Department of Computer Science and Information Engineering, Asia University, Taichung, Taiwan.
BMC Bioinformatics. 2022 Nov 3;23(1):458. doi: 10.1186/s12859-022-04994-3.
Biomedical named entity recognition (BioNER) is a basic and important task for biomedical text mining with the purpose of automatically recognizing and classifying biomedical entities. The performance of BioNER systems directly impacts downstream applications. Recently, deep neural networks, especially pre-trained language models, have made great progress for BioNER. However, because of the lack of high-quality and large-scale annotated data and relevant external knowledge, the capability of the BioNER system remains limited.
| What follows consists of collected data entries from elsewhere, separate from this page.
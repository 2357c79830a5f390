//! # Format Catalog & Matcher
//!
//! Questo modulo definisce il catalogo dei formati standard e l'algoritmo di matching.
//!
//! ## Responsabilità:
//! - `MediaFormat`: voce immutabile del catalogo (nome, dimensioni target, rapporto)
//! - `FormatCatalog`: lista ordinata di formati, costruita una volta e iniettata
//!   tramite `Config` (nessuno stato globale)
//! - `match_format()`: sceglie il formato con rapporto numericamente più vicino
//!
//! ## Catalogo standard (l'ordine fa parte del contratto):
//! | Nome      | Dimensioni | Etichetta |
//! |-----------|------------|-----------|
//! | square    | 1080x1080  | 1:1       |
//! | portrait  | 1080x1350  | 4:5       |
//! | story     | 1080x1920  | 9:16      |
//! | landscape | 1080x608   | 1.91:1    |
//!
//! ## Tie-breaking:
//! A parità di distanza vince il primo formato incontrato nell'ordine del catalogo.
//! Il matching non ha effetti collaterali: serve anche per riportare il
//! "formato standard più vicino" di asset che non vengono ridimensionati.

use crate::error::NormalizeError;
use serde::{Deserialize, Serialize};

/// Immutable catalog entry
#[derive(Debug, Clone, PartialEq, Serialize, Deserialize)]
pub struct MediaFormat {
    pub name: String,
    pub width: u32,
    pub height: u32,
    /// Canonical label, e.g. "9:16"
    pub formatted_ratio: String,
}

impl MediaFormat {
    pub fn new(name: &str, width: u32, height: u32, formatted_ratio: &str) -> Self {
        Self {
            name: name.to_string(),
            width,
            height,
            formatted_ratio: formatted_ratio.to_string(),
        }
    }

    /// `width / height` of the target box
    pub fn aspect_ratio(&self) -> f64 {
        if self.height == 0 {
            return 0.0;
        }
        self.width as f64 / self.height as f64
    }
}

/// Ordered, read-only table of target formats
#[derive(Debug, Clone, PartialEq, Serialize, Deserialize)]
#[serde(transparent)]
pub struct FormatCatalog {
    formats: Vec<MediaFormat>,
}

impl Default for FormatCatalog {
    fn default() -> Self {
        Self::standard()
    }
}

impl FormatCatalog {
    /// Build a catalog from an explicit, ordered list
    pub fn new(formats: Vec<MediaFormat>) -> Self {
        Self { formats }
    }

    /// The four social-media formats
    pub fn standard() -> Self {
        Self::new(vec![
            MediaFormat::new("square", 1080, 1080, "1:1"),
            MediaFormat::new("portrait", 1080, 1350, "4:5"),
            MediaFormat::new("story", 1080, 1920, "9:16"),
            MediaFormat::new("landscape", 1080, 608, "1.91:1"),
        ])
    }

    pub fn formats(&self) -> &[MediaFormat] {
        &self.formats
    }

    pub fn is_empty(&self) -> bool {
        self.formats.is_empty()
    }

    /// Look a format up by its name or by its formatted ratio
    pub fn find(&self, name: &str) -> Result<&MediaFormat, NormalizeError> {
        self.formats
            .iter()
            .find(|f| f.name == name || f.formatted_ratio == name)
            .ok_or_else(|| NormalizeError::InvalidFormatName(name.to_string()))
    }

    /// Select the entry whose aspect ratio is closest to `width / height`.
    ///
    /// Only a strictly smaller difference replaces the current best, so on ties the
    /// earlier catalog entry wins. Zero dimensions yield `DivisionUndefined`.
    pub fn match_format(&self, width: u32, height: u32) -> Result<&MediaFormat, NormalizeError> {
        if width == 0 || height == 0 {
            return Err(NormalizeError::DivisionUndefined { width, height });
        }
        let ratio = width as f64 / height as f64;
        self.closest_to_ratio(ratio)
    }

    /// Same as `match_format` for an already computed ratio
    pub fn closest_to_ratio(&self, ratio: f64) -> Result<&MediaFormat, NormalizeError> {
        let mut iter = self.formats.iter();
        let first = iter
            .next()
            .ok_or_else(|| NormalizeError::UnknownFormat("format catalog is empty".to_string()))?;

        let mut best = first;
        let mut min_diff = (ratio - first.aspect_ratio()).abs();

        for format in iter {
            let diff = (ratio - format.aspect_ratio()).abs();
            if diff < min_diff {
                min_diff = diff;
                best = format;
            }
        }

        Ok(best)
    }
}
In this paper, we propose a novel fully-shared multi-task learning model based on the pre-trained language model in biomedical domain, namely BioBERT, with a new attention module to integrate the auto-processed syntactic information for the BioNER task. We have conducted numerous experiments on seven benchmark BioNER datasets. The proposed best multi-task model obtains F1 score improvements of 1.03% on BC2GM, 0.91% on NCBI-disease, 0.81% on Linnaeus, 1.26% on JNLPBA, 0.82% on BC5CDR-Chemical, 0.87% on BC5CDR-Disease, and 1.10% on Species-800 compared to the single-task BioBERT model.
The results demonstrate our model outperforms previous studies on all datasets. Further analysis and case studies are also provided to prove the importance of the proposed attention module and fully-shared multi-task learning method used in our model.
生物医学命名实体识别(BioNER)是生物医学文本挖掘的基本且重要任务,旨在自动识别和分类生物医学实体。BioNER 系统的性能直接影响下游应用。最近,深度学习神经网络,尤其是预训练语言模型,在 BioNER 方面取得了巨大进展。然而,由于缺乏高质量和大规模的标注数据以及相关的外部知识,BioNER 系统的能力仍然有限。
在本文中,我们提出了一种新颖的基于生物医学领域预训练语言模型 BioBERT 的全共享多任务学习模型,该模型具有新的注意力模块,可将自动处理的句法信息集成到 BioNER 任务中。我们在七个基准 BioNER 数据集上进行了大量实验。所提出的最佳多任务模型在 BC2GM、NCBI-disease、Linnaeus、JNLPBA、BC5CDR-Chemical、BC5CDR-Disease 和 Species-800 数据集上分别比单任务 BioBERT 模型提高了 1.03%、0.91%、0.81%、1.26%、0.82%、0.87%和 1.10%的 F1 得分。
结果表明,我们的模型在所有数据集上的表现均优于以往的研究。进一步的分析和案例研究也证明了我们模型中提出的注意力模块和全共享多任务学习方法的重要性。